On Architecture: Collected
Reflections on a Century
By Ada Louise Huxtable
Walker & Co., 496 pages, $35
The question of the day is about public taste, and whether there can any longer be such a thing. When I asked a few of my friends who are young architects what they thought of Ada Louise Huxtable, venerable critic most recently for The Wall Street Journal and for whom The New York Times invented the job of newspaper architecture critic, the response ranged from blank to neutral. One told me her parents had mailed to her clippings of Ms. Huxtable’s Journal pieces when she was studying at the Harvard Graduate School of Design, the way parents do when trying earnestly to relate to kids launched far into the realms of professional sophistication. “It’s cute when they do that,” she said.
Older architects certainly know Ms. Huxtable, and not just because they used to read newspapers. She began her career in the 1950s at Philip Johnson’s side as he helped found the Museum of Modern Art’s department of architecture and design. That early experience says it all about Mr. Huxtable’s eye for buildings: She’s been an avid explainer of architecture’s avant-garde, ushering each new trend (usefully embodied by gods like Louis Kahn and stars like Rem Koolhaas) safely into public understanding, all the while keeping a reporter’s eye on the real estate developers, whose ascendancy Ms. Huxtable, in her new collection of architectural journalism selected from a career spanning 40 years, describes with almost eerie equanimity:
“If the modern skyscraper has resolved any of architecture’s intrinsic ambiguities, it has done so in a thoroughly unexpected and unsettling way. Today’s big building is a masterpiece of economic manipulation, a monument to the marketplace and entrepreneurial skills. These are skills that command the kind of reverence and awe reserved for theological, moral, and aesthetic issues in earlier societies.”

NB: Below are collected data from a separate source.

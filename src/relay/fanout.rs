//! Read-then-fan-out primitives
//!
//! One relay round reads a full buffer from the producer and writes it, in
//! registry order, to every client. Writes are sequential, so a client that
//! stops reading delays every client after it; there is no per-client queue.
//! A client whose write fails is closed and compacted out of the registry
//! and the round continues with the next one.

use std::io;

use tokio::io::{AsyncRead, AsyncReadExt, AsyncWrite, AsyncWriteExt};

use crate::error::{Error, Result};
use crate::registry::ClientRegistry;

/// Outcome of one fan-out
#[derive(Debug, Clone, Copy, Default, PartialEq, Eq)]
pub struct FanoutReport {
    /// Clients that received the whole buffer
    pub delivered: usize,
    /// Clients dropped because their write failed
    pub dropped: usize,
}

fn is_retryable(e: &io::Error) -> bool {
    matches!(
        e.kind(),
        io::ErrorKind::Interrupted | io::ErrorKind::WouldBlock
    )
}

/// Fill `buf` completely from `reader`
///
/// Interrupted and would-block errors are retried. End of stream before the
/// buffer is full is [`Error::ShortRead`].
pub async fn read_full<R>(reader: &mut R, buf: &mut [u8]) -> Result<()>
where
    R: AsyncRead + Unpin,
{
    let mut filled = 0;
    while filled < buf.len() {
        match reader.read(&mut buf[filled..]).await {
            Ok(0) => {
                return Err(Error::ShortRead {
                    expected: buf.len(),
                    got: filled,
                })
            }
            Ok(n) => filled += n,
            Err(e) if is_retryable(&e) => continue,
            Err(e) => return Err(e.into()),
        }
    }
    Ok(())
}

/// Write all of `data`, retrying only on interruption
pub async fn write_full<W>(writer: &mut W, data: &[u8]) -> io::Result<()>
where
    W: AsyncWrite + Unpin,
{
    let mut written = 0;
    while written < data.len() {
        match writer.write(&data[written..]).await {
            Ok(0) => return Err(io::ErrorKind::WriteZero.into()),
            Ok(n) => written += n,
            Err(e) if e.kind() == io::ErrorKind::Interrupted => continue,
            Err(e) => return Err(e),
        }
    }
    Ok(())
}

/// Deliver `data` to every client in registry order
///
/// A failure only affects the failing client.
pub async fn broadcast<W>(clients: &mut ClientRegistry<W>, data: &[u8]) -> FanoutReport
where
    W: AsyncWrite + Unpin,
{
    let mut report = FanoutReport::default();
    let mut index = 0;

    while let Some(entry) = clients.get_mut(index) {
        match write_full(&mut entry.writer, data).await {
            Ok(()) => {
                entry.bytes_sent += data.len() as u64;
                report.delivered += 1;
                index += 1;
            }
            Err(e) => {
                let before = clients.len();
                if let Some(dropped) = clients.remove_at(index) {
                    tracing::info!(
                        client = %dropped.id,
                        index = index,
                        clients = before - 1,
                        bytes_sent = dropped.bytes_sent,
                        connected_secs = dropped.connected_for().as_secs(),
                        error = %e,
                        "Client dropped"
                    );
                }
                report.dropped += 1;
            }
        }
    }

    report
}
//! fanout: relay one command's output to every attached client
//!
//! Server:   fanout [-w] [-n ID] [-t N] -- COMMAND [ARGS...]
//! Client:   fanout -c [-n ID] [COMMAND [ARGS...]]
//! Restart:  fanout -r [-n ID]
//!
//! Logging goes to stderr and is controlled with RUST_LOG
//! (default `fanout_rs=info`).

use std::path::PathBuf;
use std::process::ExitCode;

use clap::Parser;
use tracing_subscriber::EnvFilter;

use fanout_rs::client;
use fanout_rs::lifecycle::send_restart;
use fanout_rs::{
    BroadcastConfig, Broadcaster, Error, Identity, ProducerCommand, Result, TerminatePolicy,
};

#[derive(Debug, Parser)]
#[command(name = "fanout", version, about = "Broadcast one command's output to many clients")]
struct Cli {
    /// Attach as a client and run COMMAND with the stream as stdin (default: cat)
    #[arg(short = 'c', long = "client")]
    client: bool,

    /// Ask the running server to restart its producer
    #[arg(short = 'r', long = "restart")]
    restart: bool,

    /// Make the socket writable by all users
    #[arg(short = 'w', long = "world")]
    world_writable: bool,

    /// Identity naming the lock, pid and socket files (default: cksum of the working directory)
    #[arg(short = 'n', long = "name")]
    name: Option<String>,

    /// Producer termination: 0 closes the pipe and waits, N also sends signal N
    #[arg(short = 't', long = "terminate", default_value_t = 0)]
    terminate: i32,

    /// Print the socket path and exit
    #[arg(short = 'd', long = "dry-run")]
    dry_run: bool,

    /// Directory for the lock, pid and socket files
    #[arg(long, default_value = fanout_rs::lifecycle::DEFAULT_RUNTIME_DIR)]
    runtime_dir: PathBuf,

    /// Maximum simultaneously attached clients
    #[arg(long, default_value_t = fanout_rs::registry::DEFAULT_MAX_CLIENTS)]
    max_clients: usize,

    /// Fixed relay buffer size in bytes (default: derived from the producer pipe)
    #[arg(long)]
    buffer_size: Option<usize>,

    /// Producer command (server) or consumer command (client)
    #[arg(trailing_var_arg = true, allow_hyphen_values = true)]
    command: Vec<String>,
}

impl Cli {
    fn config(&self) -> Result<BroadcastConfig> {
        let identity = match &self.name {
            Some(name) => Identity::new(name.clone()),
            None => Identity::from_working_dir()?,
        };

        let mut config = BroadcastConfig::new(identity)
            .runtime_dir(self.runtime_dir.clone())
            .max_clients(self.max_clients)
            .world_writable(self.world_writable)
            .terminate_policy(TerminatePolicy::from_code(self.terminate)?);
        if let Some(size) = self.buffer_size {
            config = config.buffer_size(size);
        }
        config.validate()?;
        Ok(config)
    }
}

#[tokio::main(flavor = "current_thread")]
async fn main() -> ExitCode {
    tracing_subscriber::fmt()
        .with_env_filter(
            EnvFilter::try_from_default_env().unwrap_or_else(|_| EnvFilter::new("fanout_rs=info")),
        )
        .with_writer(std::io::stderr)
        .init();

    let cli = Cli::parse();

    match run(cli).await {
        Ok(()) => ExitCode::SUCCESS,
        Err(e) => {
            tracing::error!(error = %e, "fanout failed");
            ExitCode::from(e.exit_code().clamp(1, 255) as u8)
        }
    }
}

async fn run(cli: Cli) -> Result<()> {
    let config = cli.config()?;
    let paths = config.paths();

    if cli.dry_run {
        println!("{}", paths.socket.display());
        return Ok(());
    }

    if cli.restart {
        send_restart(&paths.pid)?;
    }
    if cli.client {
        // Only returns if the connection or the exec failed
        match client::connect_and_exec(&paths.socket, cli.command.as_slice())? {}
    }
    if cli.restart {
        return Ok(());
    }

    if cli.command.is_empty() {
        return Err(Error::Config("no producer command given".into()));
    }
    let command = ProducerCommand::new(cli.command)?;

    let server = Broadcaster::start(config, command).await?;
    let stats = server.run().await?;

    tracing::info!(
        bytes = stats.bytes_read,
        rounds = stats.rounds,
        bitrate = stats.bitrate(),
        "Last client gone, exiting"
    );
    Ok(())
}
//! Server configuration

use std::path::PathBuf;

use crate::error::{Error, Result};
use crate::lifecycle::{ArtifactPaths, Identity, DEFAULT_RUNTIME_DIR};
use crate::registry::DEFAULT_MAX_CLIENTS;
use crate::source::TerminatePolicy;

/// Broadcaster configuration options
#[derive(Debug, Clone)]
pub struct BroadcastConfig {
    /// Instance identity; names the lock, pid record and socket
    pub identity: Identity,

    /// Directory holding the artifacts
    pub runtime_dir: PathBuf,

    /// Maximum simultaneously attached clients
    pub max_clients: usize,

    /// Make the rendezvous socket writable by everyone
    pub world_writable: bool,

    /// How a producer that is no longer needed is stopped
    pub terminate_policy: TerminatePolicy,

    /// Fixed relay buffer size (None = derive from the producer pipe)
    pub buffer_size: Option<usize>,
}

impl BroadcastConfig {
    /// Create a config for `identity` with defaults for everything else
    pub fn new(identity: Identity) -> Self {
        Self {
            identity,
            runtime_dir: PathBuf::from(DEFAULT_RUNTIME_DIR),
            max_clients: DEFAULT_MAX_CLIENTS,
            world_writable: false,
            terminate_policy: TerminatePolicy::default(),
            buffer_size: None,
        }
    }

    /// Artifact paths for this config
    pub fn paths(&self) -> ArtifactPaths {
        ArtifactPaths::new(&self.runtime_dir, &self.identity)
    }

    /// Reject limits the server cannot run with
    pub fn validate(&self) -> Result<()> {
        if self.max_clients == 0 {
            return Err(Error::Config("max clients must be at least 1".into()));
        }
        if self.buffer_size == Some(0) {
            return Err(Error::Config("relay buffer size must be non-zero".into()));
        }
        Ok(())
    }

    /// Set the artifact directory
    pub fn runtime_dir(mut self, dir: impl Into<PathBuf>) -> Self {
        self.runtime_dir = dir.into();
        self
    }

    /// Set maximum clients
    pub fn max_clients(mut self, max: usize) -> Self {
        self.max_clients = max;
        self
    }

    /// Make the socket world-writable
    pub fn world_writable(mut self, enabled: bool) -> Self {
        self.world_writable = enabled;
        self
    }

    /// Set the producer termination policy
    pub fn terminate_policy(mut self, policy: TerminatePolicy) -> Self {
        self.terminate_policy = policy;
        self
    }

    /// Use a fixed relay buffer size
    pub fn buffer_size(mut self, size: usize) -> Self {
        self.buffer_size = Some(size);
        self
    }
}

#[cfg(test)]
mod tests {
    use nix::sys::signal::Signal;

    use super::*;

    #[test]
    fn test_default_config() {
        let config = BroadcastConfig::new(Identity::new("radio"));

        assert_eq!(config.runtime_dir, PathBuf::from("/tmp"));
        assert_eq!(config.max_clients, 1024);
        assert!(!config.world_writable);
        assert_eq!(config.terminate_policy, TerminatePolicy::CloseAndWait);
        assert!(config.buffer_size.is_none());
    }

    #[test]
    fn test_paths_follow_runtime_dir() {
        let config = BroadcastConfig::new(Identity::new("radio")).runtime_dir("/run/fanout");
        let paths = config.paths();

        assert_eq!(paths.socket, PathBuf::from("/run/fanout/fanout.radio.sock"));
        assert_eq!(paths.lock, PathBuf::from("/run/fanout/fanout.radio.lock"));
    }

    #[test]
    fn test_builder_chaining() {
        let config = BroadcastConfig::new(Identity::new("tuner"))
            .max_clients(8)
            .world_writable(true)
            .terminate_policy(TerminatePolicy::Signal(Signal::SIGINT))
            .buffer_size(188 * 7);

        assert_eq!(config.max_clients, 8);
        assert!(config.world_writable);
        assert_eq!(config.terminate_policy, TerminatePolicy::Signal(Signal::SIGINT));
        assert_eq!(config.buffer_size, Some(1316));
        assert!(config.validate().is_ok());
    }

    #[test]
    fn test_validate_rejects_zero_limits() {
        let base = BroadcastConfig::new(Identity::new("radio"));
        assert!(base.validate().is_ok());

        let no_clients = base.clone().max_clients(0);
        assert!(matches!(no_clients.validate(), Err(Error::Config(_))));

        let no_buffer = base.buffer_size(0);
        assert!(matches!(no_buffer.validate(), Err(Error::Config(_))));
    }
}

On Architecture contains any number of similar remarks—expressions of disdain for the corruption of humane artistic values by the forces of profit, in a style compressed by the rush of daily journalism into simple statements of value and truth. No manifestos nor shrillness nor, most importantly for the critic, any hint of dogma. As she puts it in the book’s introduction, her authority derives simply from having been there—as a chronicler of the 20th century’s revolution in architecture, Ms. Huxtable never had the luxury of deciding whether a building or style or architect was worth thinking about. She processed it all, in real time, and the result is prose as self-assured as it is unadorned with the peacock feathers of architectural theory. “Deconstruction, building as ‘text’ or ‘narrative,’ contextualism, chaos theory, all have had their day and devotees,” she wrote in a 1995 New York Review of Books essay. “A few notable examples of work driven by theory become transient landmarks or textbook illustrations; the rest make it to the New York Times style pages, where styles go to die.”
If there’s one piece in this collection that distills Ms. Huxtable’s sensibility, it’s “The Way It Never Was,” her assault on the prefab mallification of America’s public spaces. South Street Seaport in New York, Faneuil Hall Marketplace in Boston, Disneyland and Colonial Williamsburg—all create theme-park versions of history divorced from any honest relationship with the past. Ms. Huxtable writes
“They deny imperfections, alterations and accommodations; they wipe out all the incidents of life and change. The worn stone, the chafed corner, the threshold low and uneven from many feet, the marks on walls and windows that carry the presence and message of remembered eyes and hands. … There is nothing left of the journey from there to here, nothing that palpably joins the past to the present, that makes direct physical and emotional contact with the viewer, the bittersweet link with those who have been there before.”
Like any good critic, Ms. Huxtable guards that bittersweet link with tenacity and eloquence, and it’s a principle that has filtered down to her successors at The New York Times. When Nicolai Ouroussoff recently complimented the New York Public Library for its choice of British architect Norman Foster to design its new, underground circulating library, it was pure Huxtable: “The project’s potential,” he wrote, “lies in the delicious tension that could be created between old and new.”
In fact, Ada Louise Huxtable’s standard of judgment is available to everyone, regardless of their expertise in the history and theory of architecture. It’s everywhere implicit in her decades of criticism: She urges us to ask the building if it’s telling the truth.